***** MATERIAL SHOWN *****

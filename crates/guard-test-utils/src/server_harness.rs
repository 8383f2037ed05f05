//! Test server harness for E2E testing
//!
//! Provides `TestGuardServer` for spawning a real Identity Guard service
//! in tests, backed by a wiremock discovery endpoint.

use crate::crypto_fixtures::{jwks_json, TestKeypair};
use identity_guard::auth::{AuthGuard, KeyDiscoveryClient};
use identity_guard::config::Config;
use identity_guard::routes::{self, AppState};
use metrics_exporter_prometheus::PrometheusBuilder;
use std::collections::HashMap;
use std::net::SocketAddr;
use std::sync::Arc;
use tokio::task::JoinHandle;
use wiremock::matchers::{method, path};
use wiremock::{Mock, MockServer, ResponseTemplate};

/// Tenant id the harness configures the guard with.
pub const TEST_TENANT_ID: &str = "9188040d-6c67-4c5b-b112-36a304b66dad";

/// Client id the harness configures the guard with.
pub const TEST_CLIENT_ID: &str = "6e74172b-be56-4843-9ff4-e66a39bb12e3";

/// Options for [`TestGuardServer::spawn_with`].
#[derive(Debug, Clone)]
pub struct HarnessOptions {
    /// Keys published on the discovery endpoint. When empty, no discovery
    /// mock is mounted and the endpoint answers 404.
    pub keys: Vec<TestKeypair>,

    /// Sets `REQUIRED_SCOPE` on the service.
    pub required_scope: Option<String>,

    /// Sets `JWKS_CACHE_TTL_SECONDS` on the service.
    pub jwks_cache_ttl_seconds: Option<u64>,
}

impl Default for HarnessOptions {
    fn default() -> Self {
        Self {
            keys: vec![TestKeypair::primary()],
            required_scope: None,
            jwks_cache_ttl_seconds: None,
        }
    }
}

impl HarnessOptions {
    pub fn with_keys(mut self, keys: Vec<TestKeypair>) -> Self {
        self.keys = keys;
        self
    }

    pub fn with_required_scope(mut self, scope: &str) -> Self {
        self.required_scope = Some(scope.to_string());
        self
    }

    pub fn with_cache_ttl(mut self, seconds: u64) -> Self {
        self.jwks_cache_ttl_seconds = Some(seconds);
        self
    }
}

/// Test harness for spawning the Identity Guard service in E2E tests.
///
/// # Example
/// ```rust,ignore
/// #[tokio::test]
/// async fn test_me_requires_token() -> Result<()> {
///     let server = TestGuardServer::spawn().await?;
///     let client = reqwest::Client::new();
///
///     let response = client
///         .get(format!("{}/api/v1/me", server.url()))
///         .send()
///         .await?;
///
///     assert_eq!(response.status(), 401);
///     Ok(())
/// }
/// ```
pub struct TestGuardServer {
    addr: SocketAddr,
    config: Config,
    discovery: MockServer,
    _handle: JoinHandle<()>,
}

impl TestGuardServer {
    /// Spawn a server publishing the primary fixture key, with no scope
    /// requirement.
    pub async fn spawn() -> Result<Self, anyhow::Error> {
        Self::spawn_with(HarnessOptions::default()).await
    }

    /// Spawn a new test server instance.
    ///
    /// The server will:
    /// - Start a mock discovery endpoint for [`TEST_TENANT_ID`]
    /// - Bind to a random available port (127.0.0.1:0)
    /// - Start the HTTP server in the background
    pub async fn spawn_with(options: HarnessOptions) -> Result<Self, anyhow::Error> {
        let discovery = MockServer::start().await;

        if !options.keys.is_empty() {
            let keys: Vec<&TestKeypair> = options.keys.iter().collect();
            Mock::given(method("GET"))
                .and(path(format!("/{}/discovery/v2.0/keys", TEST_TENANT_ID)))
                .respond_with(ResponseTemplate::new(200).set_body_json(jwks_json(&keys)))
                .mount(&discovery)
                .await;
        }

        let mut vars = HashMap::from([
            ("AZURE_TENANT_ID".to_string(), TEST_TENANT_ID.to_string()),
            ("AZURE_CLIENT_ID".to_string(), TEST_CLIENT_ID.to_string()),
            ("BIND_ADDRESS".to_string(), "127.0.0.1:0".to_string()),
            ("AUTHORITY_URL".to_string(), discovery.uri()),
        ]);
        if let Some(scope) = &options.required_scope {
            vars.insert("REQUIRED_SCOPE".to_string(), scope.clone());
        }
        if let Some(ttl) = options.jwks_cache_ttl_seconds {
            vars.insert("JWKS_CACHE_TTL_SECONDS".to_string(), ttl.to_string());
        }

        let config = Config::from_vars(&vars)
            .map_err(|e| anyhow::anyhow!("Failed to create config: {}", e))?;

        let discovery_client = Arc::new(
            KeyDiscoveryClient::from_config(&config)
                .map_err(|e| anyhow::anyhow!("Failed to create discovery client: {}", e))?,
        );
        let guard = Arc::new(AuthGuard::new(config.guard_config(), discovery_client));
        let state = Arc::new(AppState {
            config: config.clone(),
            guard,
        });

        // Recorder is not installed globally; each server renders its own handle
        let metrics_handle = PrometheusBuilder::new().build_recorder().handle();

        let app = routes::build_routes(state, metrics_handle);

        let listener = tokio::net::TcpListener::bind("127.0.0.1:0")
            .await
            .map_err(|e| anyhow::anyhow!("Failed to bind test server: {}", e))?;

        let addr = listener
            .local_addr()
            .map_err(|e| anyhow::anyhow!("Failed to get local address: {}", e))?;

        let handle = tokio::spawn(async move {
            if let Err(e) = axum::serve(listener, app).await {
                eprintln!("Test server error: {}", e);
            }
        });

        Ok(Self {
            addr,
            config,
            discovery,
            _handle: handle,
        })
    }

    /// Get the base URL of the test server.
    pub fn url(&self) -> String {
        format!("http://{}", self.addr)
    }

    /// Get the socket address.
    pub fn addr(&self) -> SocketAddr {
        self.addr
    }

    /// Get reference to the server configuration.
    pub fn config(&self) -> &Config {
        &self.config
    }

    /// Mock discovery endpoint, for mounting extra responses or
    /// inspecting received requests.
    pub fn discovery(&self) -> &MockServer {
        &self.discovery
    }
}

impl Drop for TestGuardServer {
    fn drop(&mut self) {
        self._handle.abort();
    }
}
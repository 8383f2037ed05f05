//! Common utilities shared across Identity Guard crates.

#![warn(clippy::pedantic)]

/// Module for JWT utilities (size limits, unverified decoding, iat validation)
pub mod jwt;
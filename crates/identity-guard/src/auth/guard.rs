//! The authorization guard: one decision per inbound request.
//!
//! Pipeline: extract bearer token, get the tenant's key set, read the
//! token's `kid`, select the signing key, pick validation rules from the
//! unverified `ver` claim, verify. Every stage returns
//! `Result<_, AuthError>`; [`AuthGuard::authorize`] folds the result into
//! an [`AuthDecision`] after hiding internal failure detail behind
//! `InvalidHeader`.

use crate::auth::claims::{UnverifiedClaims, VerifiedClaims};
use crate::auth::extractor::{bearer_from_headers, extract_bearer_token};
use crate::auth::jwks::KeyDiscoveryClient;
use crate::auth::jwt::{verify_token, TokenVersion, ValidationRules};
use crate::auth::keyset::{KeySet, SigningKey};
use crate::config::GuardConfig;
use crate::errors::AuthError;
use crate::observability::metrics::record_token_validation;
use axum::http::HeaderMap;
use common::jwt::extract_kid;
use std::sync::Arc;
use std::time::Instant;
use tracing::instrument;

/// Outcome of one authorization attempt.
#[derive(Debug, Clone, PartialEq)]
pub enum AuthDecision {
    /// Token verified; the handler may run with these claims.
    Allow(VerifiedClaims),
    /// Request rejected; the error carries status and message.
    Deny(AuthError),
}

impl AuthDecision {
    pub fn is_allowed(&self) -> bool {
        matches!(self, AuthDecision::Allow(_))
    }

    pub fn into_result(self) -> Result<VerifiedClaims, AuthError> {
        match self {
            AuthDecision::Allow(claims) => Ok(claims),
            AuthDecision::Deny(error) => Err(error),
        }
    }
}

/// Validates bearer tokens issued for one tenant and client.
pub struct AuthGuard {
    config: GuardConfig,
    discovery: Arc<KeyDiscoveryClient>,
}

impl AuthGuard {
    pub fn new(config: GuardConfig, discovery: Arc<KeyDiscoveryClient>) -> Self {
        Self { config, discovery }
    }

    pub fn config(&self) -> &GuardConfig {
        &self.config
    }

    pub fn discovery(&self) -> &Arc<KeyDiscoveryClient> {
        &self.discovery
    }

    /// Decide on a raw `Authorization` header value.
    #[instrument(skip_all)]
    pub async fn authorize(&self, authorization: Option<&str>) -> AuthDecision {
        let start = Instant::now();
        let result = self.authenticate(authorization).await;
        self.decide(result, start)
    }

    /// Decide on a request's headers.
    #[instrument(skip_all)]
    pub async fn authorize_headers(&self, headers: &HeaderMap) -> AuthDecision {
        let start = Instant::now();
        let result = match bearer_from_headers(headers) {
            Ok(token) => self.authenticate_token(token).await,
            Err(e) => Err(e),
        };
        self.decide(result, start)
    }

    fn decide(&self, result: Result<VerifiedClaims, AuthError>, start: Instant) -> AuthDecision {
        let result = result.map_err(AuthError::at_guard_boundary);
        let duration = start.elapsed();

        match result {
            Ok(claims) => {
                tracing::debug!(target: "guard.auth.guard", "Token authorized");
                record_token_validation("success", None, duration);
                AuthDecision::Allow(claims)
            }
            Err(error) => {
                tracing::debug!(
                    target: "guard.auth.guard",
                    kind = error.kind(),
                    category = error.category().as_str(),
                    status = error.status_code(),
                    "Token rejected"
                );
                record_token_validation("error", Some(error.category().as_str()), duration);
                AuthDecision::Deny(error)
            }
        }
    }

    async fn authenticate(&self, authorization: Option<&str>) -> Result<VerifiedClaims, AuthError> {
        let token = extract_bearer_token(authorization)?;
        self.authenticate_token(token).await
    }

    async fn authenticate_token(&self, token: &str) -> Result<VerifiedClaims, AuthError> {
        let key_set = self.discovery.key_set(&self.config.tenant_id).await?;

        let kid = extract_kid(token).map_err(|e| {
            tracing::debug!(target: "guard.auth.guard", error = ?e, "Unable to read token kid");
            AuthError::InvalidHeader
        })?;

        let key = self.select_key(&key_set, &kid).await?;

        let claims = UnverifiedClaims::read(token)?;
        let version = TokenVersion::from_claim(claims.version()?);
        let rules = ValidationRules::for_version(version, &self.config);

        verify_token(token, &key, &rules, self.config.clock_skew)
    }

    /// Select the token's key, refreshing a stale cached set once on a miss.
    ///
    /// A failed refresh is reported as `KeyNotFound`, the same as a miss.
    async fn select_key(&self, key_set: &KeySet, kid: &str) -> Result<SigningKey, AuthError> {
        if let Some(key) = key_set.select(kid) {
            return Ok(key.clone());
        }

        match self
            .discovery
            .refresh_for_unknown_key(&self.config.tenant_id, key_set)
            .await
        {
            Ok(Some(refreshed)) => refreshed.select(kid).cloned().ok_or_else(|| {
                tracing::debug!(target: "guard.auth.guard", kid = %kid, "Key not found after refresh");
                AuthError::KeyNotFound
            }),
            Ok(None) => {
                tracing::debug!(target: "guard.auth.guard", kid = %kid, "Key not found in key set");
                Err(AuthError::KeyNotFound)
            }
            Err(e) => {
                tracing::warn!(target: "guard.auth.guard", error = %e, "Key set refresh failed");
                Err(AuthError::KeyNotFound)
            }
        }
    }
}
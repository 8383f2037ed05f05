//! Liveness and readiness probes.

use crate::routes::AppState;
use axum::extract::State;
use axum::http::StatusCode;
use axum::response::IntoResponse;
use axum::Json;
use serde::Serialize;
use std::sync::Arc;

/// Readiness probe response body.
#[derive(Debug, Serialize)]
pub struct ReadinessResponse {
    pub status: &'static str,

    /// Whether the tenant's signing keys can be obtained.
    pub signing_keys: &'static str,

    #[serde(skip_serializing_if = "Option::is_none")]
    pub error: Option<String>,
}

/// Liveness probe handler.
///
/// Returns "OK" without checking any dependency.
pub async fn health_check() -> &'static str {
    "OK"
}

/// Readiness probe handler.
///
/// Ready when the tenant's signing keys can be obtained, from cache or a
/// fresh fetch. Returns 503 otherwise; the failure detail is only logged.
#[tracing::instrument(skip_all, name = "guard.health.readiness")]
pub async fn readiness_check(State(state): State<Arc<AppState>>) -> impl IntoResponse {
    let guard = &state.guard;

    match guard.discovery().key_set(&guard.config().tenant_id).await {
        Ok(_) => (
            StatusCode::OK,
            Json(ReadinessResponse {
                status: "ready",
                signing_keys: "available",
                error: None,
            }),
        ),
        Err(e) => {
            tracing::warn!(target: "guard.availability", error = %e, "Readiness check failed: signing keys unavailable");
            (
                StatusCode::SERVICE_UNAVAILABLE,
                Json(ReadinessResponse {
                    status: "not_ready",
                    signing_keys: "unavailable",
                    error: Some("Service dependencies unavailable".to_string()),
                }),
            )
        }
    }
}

*****

• PROBLEM TO WORK ON:
Exactly as written, repeat each line from the beginning of the data above to the line containing "Tenant id the harness configures the guard with.", inclusive.

• ANSWER SPACE:
filename crates/guard-test-utils/src/server_harness.rs
repository 8383f2037ed05f05
//! Test server harness for E2E testing
//!
//! Provides `TestGuardServer` for spawning a real Identity Guard service
//! in tests, backed by a wiremock discovery endpoint.

use crate::crypto_fixtures::{jwks_json, TestKeypair};
use identity_guard::auth::{AuthGuard, KeyDiscoveryClient};
use identity_guard::config::Config;
use identity_guard::routes::{self, AppState};
use metrics_exporter_prometheus::PrometheusBuilder;
use std::collections::HashMap;
use std::net::SocketAddr;
use std::sync::Arc;
use tokio::task::JoinHandle;
use wiremock::matchers::{method, path};
use wiremock::{Mock, MockServer, ResponseTemplate};

/// Tenant id the harness configures the guard with.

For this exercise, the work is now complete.